We keep hearing from a few readers about how great Medicare is as an argument for national healthcare. I don't know much about how Medicare works from a patient's perspective, but I do know it has obligations totaling about $35 trillion and no funds to pay for it over the long haul.
Social Security and Medicaid are in pretty much the same boat. There is any number of estimates about the combined obligations of the three entitlement programs, and $60 trillion is probably low, but try to wrap your mind around that number - 60,000,000,000,000. It's more than four times the United States' annual gross domestic product.
Now I'm certain there are some people out there perfectly comfortable with the idea you can be fined and sent to prison for not buying health insurance. I'm not a fan of command and control government, though. I've looked at the cost of Obamacare and I'm wondering if I'll be able to afford it and make the house payment.
In other words, it's not "free" or anywhere near affordable. And with the government in charge, does anyone truly believe healthcare will be delivered more efficiently?
Betsy McCaughey offered her own take on the 2,000-page health bill in the Wall Street Journal. Below are excerpts:
Sec. 202 (p. 91-92) of the bill requires you to enroll in a "qualified plan." If you get your insurance at work, your employer will have a "grace period" to switch you to a "qualified plan," meaning a plan designed by the Secretary of Health and Human Services.
If you buy your own insurance, there's no grace period. You'll have to enroll in a qualified plan as soon as any term in your contract changes, such as the co-pay, deductible or benefit.
Sec. 224 (p. 118) provides that 18 months after the bill becomes law, the Secretary of Health and Human Services will decide what a "qualified plan" covers and how much you'll be legally required to pay for it. That's like a banker telling you to sign the loan agreement now, then filling in the interest rate and repayment terms 18 months later.

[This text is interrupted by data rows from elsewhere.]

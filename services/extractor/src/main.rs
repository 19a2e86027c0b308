//! ERA5 point extractor.
//!
//! Usage: `extractor <latitude> <longitude> <file_path>`
//!
//! Prints one line such as
//! `{"temperature": 26.9, "wind_speed": 5.0, "humidity": 54.3}` for the grid
//! cell nearest to the query point. Logs go to stderr.

use std::path::PathBuf;

use anyhow::{Context, Result};
use clap::Parser;
use era5_common::QueryPoint;
use tracing::Level;
use tracing_subscriber::FmtSubscriber;

use extractor::{extract_from_path, render, OutputFormat};

#[derive(Parser, Debug)]
#[command(name = "extractor")]
#[command(about = "Weather summary at the grid point nearest to a coordinate")]
#[command(allow_negative_numbers = true)]
struct Args {
    /// Latitude in degrees
    latitude: f64,

    /// Longitude in degrees, in the same convention as the file's grid
    longitude: f64,

    /// NetCDF file produced by the retriever
    file_path: PathBuf,

    /// Output format
    #[arg(long, value_enum, default_value_t = OutputFormat::Json)]
    format: OutputFormat,

    /// Log level
    #[arg(long, default_value = "warn")]
    log_level: String,
}

fn main() -> Result<()> {
    let args = Args::parse();

    let level = match args.log_level.to_lowercase().as_str() {
        "trace" => Level::TRACE,
        "debug" => Level::DEBUG,
        "info" => Level::INFO,
        "warn" => Level::WARN,
        "error" => Level::ERROR,
        _ => Level::WARN,
    };

    let subscriber = FmtSubscriber::builder()
        .with_max_level(level)
        .with_target(false)
        .with_writer(std::io::stderr)
        .finish();

    tracing::subscriber::set_global_default(subscriber)?;

    let point = QueryPoint::new(args.latitude, args.longitude);
    let result = extract_from_path(&args.file_path, point).with_context(|| {
        format!(
            "Failed to extract weather at {} from {}",
            point,
            args.file_path.display()
        )
    })?;

    println!("{}", render(&result, args.format)?);
    Ok(())
}
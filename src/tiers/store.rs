use super::source::{LimitsFile, TierSources};
use super::types::{TierLimits, TierName, TierSource, TierTable, UnmappedPolicy};
use crate::error::Result;
use crate::metrics;
use arc_swap::ArcSwap;
use chrono::{DateTime, Utc};
use std::collections::HashMap;
use std::sync::atomic::{AtomicU64, Ordering};
use std::sync::{Arc, Mutex};
use tracing::{info, warn};

/// Immutable view of the whole tier configuration
#[derive(Debug)]
pub struct ConfigSnapshot {
    pub version: u64,
    pub loaded_at: DateTime<Utc>,
    identities: HashMap<String, TierName>,
    tiers: TierTable,
    unmapped_policy: UnmappedPolicy,
    test_prefix: Option<String>,
}

/// Result of resolving an identity against one snapshot
#[derive(Debug, Clone, Copy)]
pub struct Resolution<'a> {
    pub tier: TierName,
    pub limits: &'a TierLimits,
    pub source: TierSource,
}

impl ConfigSnapshot {
    pub fn new(
        version: u64,
        identities: HashMap<String, TierName>,
        limits: LimitsFile,
        test_prefix: Option<String>,
    ) -> Self {
        let unmapped_policy = limits.unmapped_policy;
        Self {
            version,
            loaded_at: Utc::now(),
            identities,
            tiers: limits.into_table(),
            unmapped_policy,
            test_prefix: test_prefix.filter(|p| !p.is_empty()),
        }
    }

    /// Snapshot used before any source has been loaded
    pub fn builtin(test_prefix: Option<String>) -> Self {
        Self::new(0, HashMap::new(), LimitsFile::default(), test_prefix)
    }

    /// Map an identity to its tier and limits
    pub fn resolve(&self, identity: &str) -> Resolution<'_> {
        let (tier, source) = match self.identities.get(identity) {
            Some(&tier) => (tier, TierSource::Mapped),
            None => match &self.test_prefix {
                Some(prefix) if identity.starts_with(prefix.as_str()) => {
                    (TierName::Basic, TierSource::TestPrefix)
                }
                _ => (TierName::Default, TierSource::Fallback),
            },
        };

        Resolution {
            tier,
            limits: self.limits(tier),
            source,
        }
    }

    pub fn limits(&self, tier: TierName) -> &TierLimits {
        self.tiers.get(tier)
    }

    pub fn unmapped_policy(&self) -> UnmappedPolicy {
        self.unmapped_policy
    }

    pub fn identity_count(&self) -> usize {
        self.identities.len()
    }
}

/// Holder of the current snapshot.
///
/// Readers do a single atomic load; reloads build a complete snapshot off to
/// the side and publish it with one pointer swap.
pub struct TierStore {
    current: ArcSwap<ConfigSnapshot>,
    sources: Option<TierSources>,
    test_prefix: Option<String>,
    next_version: AtomicU64,
    reload_lock: Mutex<()>,
}

impl TierStore {
    /// Store backed by files, starting from the built-in snapshot
    pub fn new(sources: TierSources, test_prefix: Option<String>) -> Self {
        Self::build(Some(sources), test_prefix)
    }

    /// Store fed only through [`TierStore::publish`]
    pub fn in_memory(test_prefix: Option<String>) -> Self {
        Self::build(None, test_prefix)
    }

    fn build(sources: Option<TierSources>, test_prefix: Option<String>) -> Self {
        Self {
            current: ArcSwap::from_pointee(ConfigSnapshot::builtin(test_prefix.clone())),
            sources,
            test_prefix,
            next_version: AtomicU64::new(1),
            reload_lock: Mutex::new(()),
        }
    }

    /// The current snapshot; hold on to it for the whole request
    pub fn snapshot(&self) -> Arc<ConfigSnapshot> {
        self.current.load_full()
    }

    /// Resolve against the current snapshot
    pub fn resolve(&self, identity: &str) -> (TierName, TierLimits) {
        let snapshot = self.current.load();
        let resolution = snapshot.resolve(identity);
        (resolution.tier, resolution.limits.clone())
    }

    pub fn sources(&self) -> Option<&TierSources> {
        self.sources.as_ref()
    }

    /// Re-read the sources and publish a new snapshot.
    ///
    /// On any error the current snapshot stays in place untouched.
    pub fn reload(&self) -> Result<u64> {
        let _guard = self.reload_lock.lock().unwrap_or_else(|e| e.into_inner());

        let Some(sources) = &self.sources else {
            return Ok(self.current.load().version);
        };

        match sources.read() {
            Ok((identities, limits)) => {
                let version = self.swap_in(identities, limits);
                metrics::record_config_reload(true, version);
                Ok(version)
            }
            Err(e) => {
                warn!(
                    error = %e,
                    version = self.current.load().version,
                    "Rejected tier configuration, keeping previous snapshot"
                );
                metrics::record_config_reload(false, self.current.load().version);
                Err(e)
            }
        }
    }

    /// Publish an already parsed configuration
    pub fn publish(&self, identities: HashMap<String, TierName>, limits: LimitsFile) -> u64 {
        let _guard = self.reload_lock.lock().unwrap_or_else(|e| e.into_inner());
        let version = self.swap_in(identities, limits);
        metrics::record_config_reload(true, version);
        version
    }

    fn swap_in(&self, identities: HashMap<String, TierName>, limits: LimitsFile) -> u64 {
        let version = self.next_version.fetch_add(1, Ordering::SeqCst);
        let snapshot = ConfigSnapshot::new(version, identities, limits, self.test_prefix.clone());
        let identity_count = snapshot.identity_count();

        self.current.store(Arc::new(snapshot));

        info!(version, identities = identity_count, "Tier configuration published");
        version
    }
}
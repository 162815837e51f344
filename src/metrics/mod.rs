use crate::error::{GatewayError, Result};
use crate::response::DenyReason;
use crate::tiers::TierName;
use axum::{
    extract::State,
    http::{header, Method, StatusCode},
    response::IntoResponse,
};
use metrics::{counter, describe_counter, describe_gauge, gauge};
use metrics_exporter_prometheus::{PrometheusBuilder, PrometheusHandle};
use std::sync::Arc;
use tracing::{debug, info};

/// Metrics service for collecting and exposing Prometheus metrics
#[derive(Clone)]
pub struct MetricsService {
    handle: Arc<PrometheusHandle>,
}

impl MetricsService {
    /// Install the global Prometheus recorder
    pub fn new() -> Result<Self> {
        let handle = PrometheusBuilder::new().install_recorder().map_err(|e| {
            GatewayError::Internal(format!("Failed to install metrics recorder: {}", e))
        })?;

        Self::register_metrics();

        info!("Metrics service initialized successfully");

        Ok(Self {
            handle: Arc::new(handle),
        })
    }

    /// A renderer that is not installed as the global recorder.
    ///
    /// Used when a recorder is already installed, e.g. several routers in one
    /// test binary. It renders an empty registry.
    pub fn detached() -> Self {
        let recorder = PrometheusBuilder::new().build_recorder();
        Self {
            handle: Arc::new(recorder.handle()),
        }
    }

    fn register_metrics() {
        describe_counter!(
            "s3gate_admissions_total",
            "Requests admitted, by tier and method"
        );
        describe_counter!(
            "s3gate_rejections_total",
            "Requests rejected, by tier and violated dimension"
        );
        describe_counter!(
            "s3gate_config_reloads_total",
            "Tier configuration reload attempts, by outcome"
        );
        describe_gauge!(
            "s3gate_config_version",
            "Version of the tier configuration snapshot in use"
        );
        describe_counter!(
            "s3gate_counter_evictions_total",
            "Rate counter entries evicted by the sweeper or the capacity cap"
        );
        describe_gauge!("s3gate_counter_entries", "Live rate counter entries");

        debug!("All metrics registered with descriptions");
    }

    /// Render metrics in Prometheus format
    pub fn render(&self) -> String {
        self.handle.render()
    }
}

/// Metrics endpoint handler
pub async fn metrics_handler(State(service): State<MetricsService>) -> impl IntoResponse {
    (
        StatusCode::OK,
        [(header::CONTENT_TYPE, "text/plain; version=0.0.4")],
        service.render(),
    )
}

fn method_label(method: &Method) -> &'static str {
    if method == Method::GET {
        "GET"
    } else if method == Method::PUT {
        "PUT"
    } else {
        "other"
    }
}

/// Record an admitted request
pub fn record_admission(tier: TierName, method: &Method) {
    let labels = [
        ("tier", tier.as_str().to_string()),
        ("method", method_label(method).to_string()),
    ];
    counter!("s3gate_admissions_total", &labels).increment(1);
}

/// Record a rejected request
pub fn record_rejection(tier: TierName, reason: DenyReason) {
    let labels = [
        ("tier", tier.as_str().to_string()),
        ("reason", reason.as_str().to_string()),
    ];
    counter!("s3gate_rejections_total", &labels).increment(1);
}

/// Record a reload attempt and the version now in use
pub fn record_config_reload(success: bool, version: u64) {
    let labels = [(
        "outcome",
        if success { "success" } else { "rejected" }.to_string(),
    )];
    counter!("s3gate_config_reloads_total", &labels).increment(1);
    gauge!("s3gate_config_version").set(version as f64);
}

/// Record the result of a counter sweep
pub fn record_counter_sweep(evicted: usize, entries: usize) {
    counter!("s3gate_counter_evictions_total").increment(evicted as u64);
    gauge!("s3gate_counter_entries").set(entries as f64);
}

On Nov. 2, the Congressional Budget Office estimated what the plans will likely cost. An individual earning $44,000 before taxes who purchases his own insurance will have to pay a $5,300 premium and an estimated $2,000 in out-of-pocket expenses, for a total of $7,300 a year, which is 17 percent of his pre-tax income. A family earning $102,100 a year before taxes will have to pay a $15,000 premium plus an estimated $5,300 out-of-pocket, for a $20,300 total, or 20 percent of its pre-tax income.
Individuals and families earning less than these amounts will be eligible for subsidies paid directly to their insurer.
Sec. 303 (pp. 167-168) makes it clear that, although the "qualified plan" is not yet designed, it will be of the "one size fits all" variety. The bill claims to offer choice - basic, enhanced and premium levels - but the benefits are the same. Only the co-pays and deductibles differ.
You will have to enroll in the same plan, whether the government is paying for it or you and your employer are footing the bill.
Sec. 59b (pp. 297-299) says that when you file your taxes, you must include proof that you are in a qualified plan. If not, you will be fined thousands of dollars. Illegal immigrants are exempt from this requirement.
Sec. 412 (p. 272) says that employers must provide a "qualified plan" for their employees and pay 72.5 percent of the cost, and a smaller share of family coverage, or incur an 8 percent payroll tax. Small businesses with payrolls from $500,000 to $750,000 are fined less.
In addition to reducing future Medicare funding by an estimated $500 billion, the bill fundamentally changes how Medicare pays doctors and hospitals, permitting the government to dictate treatment decisions.
Sec. 1302 (pp. 672-692) moves Medicare from a fee-for-service payment system, in which patients choose which doctors to see and doctors are paid for each service they provide, toward what's called a "medical home."
The medical home is this decade's version of HMO-restrictions on care. A primary-care provider manages access to costly specialists and diagnostic tests for a flat monthly fee.
The bill specifies that patients may have to settle for a nurse practitioner rather than a physician as the primary-care provider.
Medical homes begin with demonstration projects, but the HHS secretary is authorized to "disseminate this approach rapidly on a national basis."
A December 2008 Congressional Budget Office report noted that "medical homes" were likely to resemble the unpopular gatekeepers of 20 years ago if cost control was a priority.
Sec. 1114 (pp. 391-393) replaces physicians with physician assistants in overseeing care for hospice patients.
Sec. 1161 (pp. 520-545) cuts payments to Medicare Advantage plans (used by 20 percent of seniors).
Advantage plans have warned this will result in reductions in optional benefits such as vision and dental care.
Sec. 1402 (p. 756) says that the results of comparative effectiveness research conducted by the government will be delivered to doctors electronically to guide their use of "medical items and services."
There's more, but the larger point to me regards why this is happening. Most people like the coverage they have now, and a majority oppose the radical makeover from the House now being contemplated in the Senate.
Cap-and-trade won't make our skies any bluer and won't cool the planet, but it will make us poorer.
Obamacare addresses the issue of a few million uninsured (some because they'd rather use their money to buy other stuff) as an excuse to mess with everybody's insurance - and it will make us poorer.